» Task objective
From the listing that follows, count the lines including "SimulatedWork" and give the number alone.

*** Source data ***

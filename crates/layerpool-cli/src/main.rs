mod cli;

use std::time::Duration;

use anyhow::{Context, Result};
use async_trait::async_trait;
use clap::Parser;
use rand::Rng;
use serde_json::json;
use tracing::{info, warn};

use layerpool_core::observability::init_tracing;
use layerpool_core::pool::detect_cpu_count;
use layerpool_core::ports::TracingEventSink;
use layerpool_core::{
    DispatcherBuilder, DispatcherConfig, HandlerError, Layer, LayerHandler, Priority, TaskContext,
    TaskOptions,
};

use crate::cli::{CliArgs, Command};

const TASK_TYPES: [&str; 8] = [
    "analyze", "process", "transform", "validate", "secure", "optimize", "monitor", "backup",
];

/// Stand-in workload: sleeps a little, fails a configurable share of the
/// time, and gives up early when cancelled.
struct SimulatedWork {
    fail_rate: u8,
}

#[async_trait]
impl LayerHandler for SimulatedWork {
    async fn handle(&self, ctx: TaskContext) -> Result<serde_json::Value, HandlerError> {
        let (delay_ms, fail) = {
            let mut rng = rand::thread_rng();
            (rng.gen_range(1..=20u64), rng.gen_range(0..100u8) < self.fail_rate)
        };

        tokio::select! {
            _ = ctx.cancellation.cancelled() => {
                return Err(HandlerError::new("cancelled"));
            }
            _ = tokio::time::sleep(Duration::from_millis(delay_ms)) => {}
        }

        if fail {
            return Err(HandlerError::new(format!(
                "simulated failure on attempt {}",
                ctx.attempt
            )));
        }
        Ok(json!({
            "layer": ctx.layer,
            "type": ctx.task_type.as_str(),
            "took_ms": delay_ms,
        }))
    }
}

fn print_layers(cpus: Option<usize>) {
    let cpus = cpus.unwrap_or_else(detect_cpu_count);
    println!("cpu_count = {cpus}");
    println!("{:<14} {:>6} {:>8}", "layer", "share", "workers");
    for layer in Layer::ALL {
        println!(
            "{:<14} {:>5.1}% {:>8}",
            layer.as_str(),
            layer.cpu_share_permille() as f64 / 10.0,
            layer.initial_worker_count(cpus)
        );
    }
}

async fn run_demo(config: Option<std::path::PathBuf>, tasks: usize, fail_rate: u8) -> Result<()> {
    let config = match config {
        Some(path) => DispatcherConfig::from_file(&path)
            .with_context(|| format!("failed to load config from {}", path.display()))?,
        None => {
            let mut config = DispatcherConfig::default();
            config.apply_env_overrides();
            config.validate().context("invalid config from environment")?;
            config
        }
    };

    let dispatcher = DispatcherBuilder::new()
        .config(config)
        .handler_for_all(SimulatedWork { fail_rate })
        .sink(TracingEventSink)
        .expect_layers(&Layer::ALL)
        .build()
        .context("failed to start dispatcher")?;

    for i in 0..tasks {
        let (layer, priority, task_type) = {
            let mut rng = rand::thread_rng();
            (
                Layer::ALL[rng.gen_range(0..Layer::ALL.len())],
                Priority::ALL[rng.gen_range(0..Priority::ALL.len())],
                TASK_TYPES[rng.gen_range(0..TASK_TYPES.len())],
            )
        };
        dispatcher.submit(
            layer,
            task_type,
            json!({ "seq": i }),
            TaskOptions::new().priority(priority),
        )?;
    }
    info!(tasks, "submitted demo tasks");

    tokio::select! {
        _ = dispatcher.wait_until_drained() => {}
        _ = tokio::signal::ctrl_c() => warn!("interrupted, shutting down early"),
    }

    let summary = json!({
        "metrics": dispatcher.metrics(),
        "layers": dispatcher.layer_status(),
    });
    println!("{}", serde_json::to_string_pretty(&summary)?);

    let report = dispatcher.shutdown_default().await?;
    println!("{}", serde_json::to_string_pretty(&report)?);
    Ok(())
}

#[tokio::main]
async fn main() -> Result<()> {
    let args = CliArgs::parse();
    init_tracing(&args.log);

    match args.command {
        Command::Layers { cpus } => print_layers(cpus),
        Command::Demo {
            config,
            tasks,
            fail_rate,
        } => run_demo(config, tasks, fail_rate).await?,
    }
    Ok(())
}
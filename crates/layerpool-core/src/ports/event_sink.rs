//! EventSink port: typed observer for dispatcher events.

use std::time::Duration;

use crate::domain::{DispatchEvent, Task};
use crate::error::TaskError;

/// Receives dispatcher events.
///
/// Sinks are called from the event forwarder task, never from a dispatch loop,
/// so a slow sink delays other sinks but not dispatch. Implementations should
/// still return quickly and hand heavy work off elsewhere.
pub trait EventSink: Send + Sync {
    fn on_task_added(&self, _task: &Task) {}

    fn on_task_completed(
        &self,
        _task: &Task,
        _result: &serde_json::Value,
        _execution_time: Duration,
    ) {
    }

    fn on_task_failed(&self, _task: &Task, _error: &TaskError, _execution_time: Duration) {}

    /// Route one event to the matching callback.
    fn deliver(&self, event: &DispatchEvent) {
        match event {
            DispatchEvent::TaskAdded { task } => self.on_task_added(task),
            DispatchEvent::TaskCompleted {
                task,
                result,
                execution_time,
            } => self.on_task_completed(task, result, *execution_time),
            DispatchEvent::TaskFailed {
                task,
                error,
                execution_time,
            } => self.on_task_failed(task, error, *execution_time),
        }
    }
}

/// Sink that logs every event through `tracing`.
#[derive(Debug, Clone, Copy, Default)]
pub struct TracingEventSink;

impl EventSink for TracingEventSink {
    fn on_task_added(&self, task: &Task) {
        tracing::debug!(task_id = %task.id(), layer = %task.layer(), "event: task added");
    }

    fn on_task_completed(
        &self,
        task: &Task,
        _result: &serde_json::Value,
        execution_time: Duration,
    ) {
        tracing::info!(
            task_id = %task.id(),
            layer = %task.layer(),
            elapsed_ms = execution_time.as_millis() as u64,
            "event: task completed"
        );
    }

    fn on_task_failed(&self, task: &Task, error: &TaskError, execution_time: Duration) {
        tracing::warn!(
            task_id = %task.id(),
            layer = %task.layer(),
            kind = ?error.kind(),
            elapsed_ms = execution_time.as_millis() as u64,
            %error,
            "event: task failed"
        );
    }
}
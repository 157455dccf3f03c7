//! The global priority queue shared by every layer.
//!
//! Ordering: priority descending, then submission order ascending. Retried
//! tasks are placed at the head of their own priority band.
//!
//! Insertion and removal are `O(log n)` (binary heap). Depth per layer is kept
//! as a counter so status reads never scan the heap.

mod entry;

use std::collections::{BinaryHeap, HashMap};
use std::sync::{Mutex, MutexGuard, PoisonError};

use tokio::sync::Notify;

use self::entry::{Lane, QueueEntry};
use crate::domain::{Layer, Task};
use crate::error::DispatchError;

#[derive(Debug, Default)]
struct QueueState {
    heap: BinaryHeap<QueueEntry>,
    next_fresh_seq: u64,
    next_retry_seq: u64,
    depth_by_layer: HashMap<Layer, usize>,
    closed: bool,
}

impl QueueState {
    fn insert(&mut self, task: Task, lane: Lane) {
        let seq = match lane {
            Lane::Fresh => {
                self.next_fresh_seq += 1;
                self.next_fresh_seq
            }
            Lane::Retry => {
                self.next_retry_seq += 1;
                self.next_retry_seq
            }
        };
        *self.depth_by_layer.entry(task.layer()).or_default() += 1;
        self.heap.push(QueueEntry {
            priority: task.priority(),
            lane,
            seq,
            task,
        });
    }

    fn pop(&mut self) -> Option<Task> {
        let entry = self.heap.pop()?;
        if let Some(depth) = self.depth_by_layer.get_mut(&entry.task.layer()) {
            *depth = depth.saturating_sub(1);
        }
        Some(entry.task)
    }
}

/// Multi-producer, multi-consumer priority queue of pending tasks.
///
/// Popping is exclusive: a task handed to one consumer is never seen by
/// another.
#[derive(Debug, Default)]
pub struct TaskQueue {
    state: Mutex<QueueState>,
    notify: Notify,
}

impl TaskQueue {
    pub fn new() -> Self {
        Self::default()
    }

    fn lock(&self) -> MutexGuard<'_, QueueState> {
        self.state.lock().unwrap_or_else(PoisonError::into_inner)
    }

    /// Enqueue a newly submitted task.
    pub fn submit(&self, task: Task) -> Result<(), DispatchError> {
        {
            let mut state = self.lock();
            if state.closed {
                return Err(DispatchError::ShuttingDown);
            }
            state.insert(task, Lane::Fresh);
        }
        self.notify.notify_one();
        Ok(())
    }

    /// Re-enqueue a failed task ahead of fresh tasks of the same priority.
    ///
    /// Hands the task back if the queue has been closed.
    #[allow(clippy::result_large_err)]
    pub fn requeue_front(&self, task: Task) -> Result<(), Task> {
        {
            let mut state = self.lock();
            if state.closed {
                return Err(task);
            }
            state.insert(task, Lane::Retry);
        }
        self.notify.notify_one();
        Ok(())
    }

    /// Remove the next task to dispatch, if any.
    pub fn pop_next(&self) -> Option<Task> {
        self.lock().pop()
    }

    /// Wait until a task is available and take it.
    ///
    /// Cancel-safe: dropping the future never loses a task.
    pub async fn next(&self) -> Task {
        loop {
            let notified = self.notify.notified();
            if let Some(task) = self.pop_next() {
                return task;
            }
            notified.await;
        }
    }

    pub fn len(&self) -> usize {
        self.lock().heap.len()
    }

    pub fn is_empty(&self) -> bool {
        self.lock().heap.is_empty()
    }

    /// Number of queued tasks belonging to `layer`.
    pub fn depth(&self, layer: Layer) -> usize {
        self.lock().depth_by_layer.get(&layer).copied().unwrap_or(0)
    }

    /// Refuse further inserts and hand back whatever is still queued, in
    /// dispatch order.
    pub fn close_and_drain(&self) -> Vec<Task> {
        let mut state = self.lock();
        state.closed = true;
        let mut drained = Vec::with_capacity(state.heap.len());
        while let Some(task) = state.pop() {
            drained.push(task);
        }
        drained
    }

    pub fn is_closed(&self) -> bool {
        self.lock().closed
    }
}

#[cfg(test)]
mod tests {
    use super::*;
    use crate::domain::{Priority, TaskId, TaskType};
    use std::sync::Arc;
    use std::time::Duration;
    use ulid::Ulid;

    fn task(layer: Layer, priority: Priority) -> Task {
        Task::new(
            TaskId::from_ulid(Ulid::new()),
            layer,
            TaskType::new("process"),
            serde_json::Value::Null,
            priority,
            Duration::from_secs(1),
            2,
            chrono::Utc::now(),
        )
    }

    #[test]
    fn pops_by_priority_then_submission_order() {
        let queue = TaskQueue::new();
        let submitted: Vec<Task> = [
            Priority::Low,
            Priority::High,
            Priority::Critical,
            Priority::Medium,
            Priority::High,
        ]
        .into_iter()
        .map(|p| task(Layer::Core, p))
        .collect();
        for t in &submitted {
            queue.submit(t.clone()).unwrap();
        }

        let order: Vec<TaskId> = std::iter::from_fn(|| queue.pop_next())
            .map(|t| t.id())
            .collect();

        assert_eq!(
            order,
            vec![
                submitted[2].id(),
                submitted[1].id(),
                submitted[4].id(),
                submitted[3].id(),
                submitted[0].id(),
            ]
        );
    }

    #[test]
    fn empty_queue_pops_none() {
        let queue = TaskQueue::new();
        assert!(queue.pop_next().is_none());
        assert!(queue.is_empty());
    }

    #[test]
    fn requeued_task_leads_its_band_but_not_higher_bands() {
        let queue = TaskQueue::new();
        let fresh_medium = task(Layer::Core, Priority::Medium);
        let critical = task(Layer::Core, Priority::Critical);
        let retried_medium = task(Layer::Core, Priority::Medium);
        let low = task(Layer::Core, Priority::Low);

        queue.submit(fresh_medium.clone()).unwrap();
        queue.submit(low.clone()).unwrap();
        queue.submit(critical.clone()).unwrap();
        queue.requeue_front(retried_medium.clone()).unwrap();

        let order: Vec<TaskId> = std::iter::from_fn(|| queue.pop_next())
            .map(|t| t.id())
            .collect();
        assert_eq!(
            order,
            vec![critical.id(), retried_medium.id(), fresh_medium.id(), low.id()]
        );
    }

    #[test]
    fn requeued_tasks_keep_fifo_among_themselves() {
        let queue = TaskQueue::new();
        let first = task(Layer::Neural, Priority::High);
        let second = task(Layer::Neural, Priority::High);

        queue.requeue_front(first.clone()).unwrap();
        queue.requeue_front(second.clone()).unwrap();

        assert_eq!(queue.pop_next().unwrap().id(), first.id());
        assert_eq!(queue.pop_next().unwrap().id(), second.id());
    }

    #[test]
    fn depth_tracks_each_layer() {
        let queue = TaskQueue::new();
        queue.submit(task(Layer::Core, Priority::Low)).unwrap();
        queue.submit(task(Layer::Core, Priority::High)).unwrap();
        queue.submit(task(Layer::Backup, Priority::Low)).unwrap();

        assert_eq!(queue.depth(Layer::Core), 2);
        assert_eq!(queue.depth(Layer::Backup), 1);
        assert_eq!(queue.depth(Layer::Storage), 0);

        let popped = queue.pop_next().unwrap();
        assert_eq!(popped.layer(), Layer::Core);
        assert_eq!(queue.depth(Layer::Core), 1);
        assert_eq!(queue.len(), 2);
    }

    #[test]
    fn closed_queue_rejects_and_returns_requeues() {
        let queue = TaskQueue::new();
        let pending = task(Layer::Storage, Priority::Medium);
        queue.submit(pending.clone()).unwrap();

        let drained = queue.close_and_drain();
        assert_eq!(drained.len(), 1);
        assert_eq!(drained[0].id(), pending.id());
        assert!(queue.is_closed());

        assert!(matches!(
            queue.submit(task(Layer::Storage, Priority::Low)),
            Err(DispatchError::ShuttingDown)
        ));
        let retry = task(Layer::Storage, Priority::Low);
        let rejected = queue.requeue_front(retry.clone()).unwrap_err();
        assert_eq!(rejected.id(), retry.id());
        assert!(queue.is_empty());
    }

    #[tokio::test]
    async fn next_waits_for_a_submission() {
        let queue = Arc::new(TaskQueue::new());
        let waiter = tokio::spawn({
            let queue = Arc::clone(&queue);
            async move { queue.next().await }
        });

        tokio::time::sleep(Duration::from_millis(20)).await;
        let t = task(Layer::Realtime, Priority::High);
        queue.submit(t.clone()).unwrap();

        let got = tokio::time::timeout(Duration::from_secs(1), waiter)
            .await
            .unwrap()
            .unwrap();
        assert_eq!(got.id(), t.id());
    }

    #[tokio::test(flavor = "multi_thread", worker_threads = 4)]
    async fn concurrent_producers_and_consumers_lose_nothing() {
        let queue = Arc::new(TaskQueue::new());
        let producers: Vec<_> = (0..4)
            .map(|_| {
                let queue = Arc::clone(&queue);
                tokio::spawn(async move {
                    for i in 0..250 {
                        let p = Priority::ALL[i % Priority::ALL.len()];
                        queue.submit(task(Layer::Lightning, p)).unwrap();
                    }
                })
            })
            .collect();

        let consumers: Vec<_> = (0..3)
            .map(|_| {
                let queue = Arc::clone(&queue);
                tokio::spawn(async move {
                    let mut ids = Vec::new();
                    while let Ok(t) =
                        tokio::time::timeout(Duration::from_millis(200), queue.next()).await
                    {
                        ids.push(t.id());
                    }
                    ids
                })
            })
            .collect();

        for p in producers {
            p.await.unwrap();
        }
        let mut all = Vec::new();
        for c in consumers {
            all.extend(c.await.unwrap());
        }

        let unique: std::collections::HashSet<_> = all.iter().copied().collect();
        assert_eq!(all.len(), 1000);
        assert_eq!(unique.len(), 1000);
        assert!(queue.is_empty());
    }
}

*** End of Source data ***

» Output
3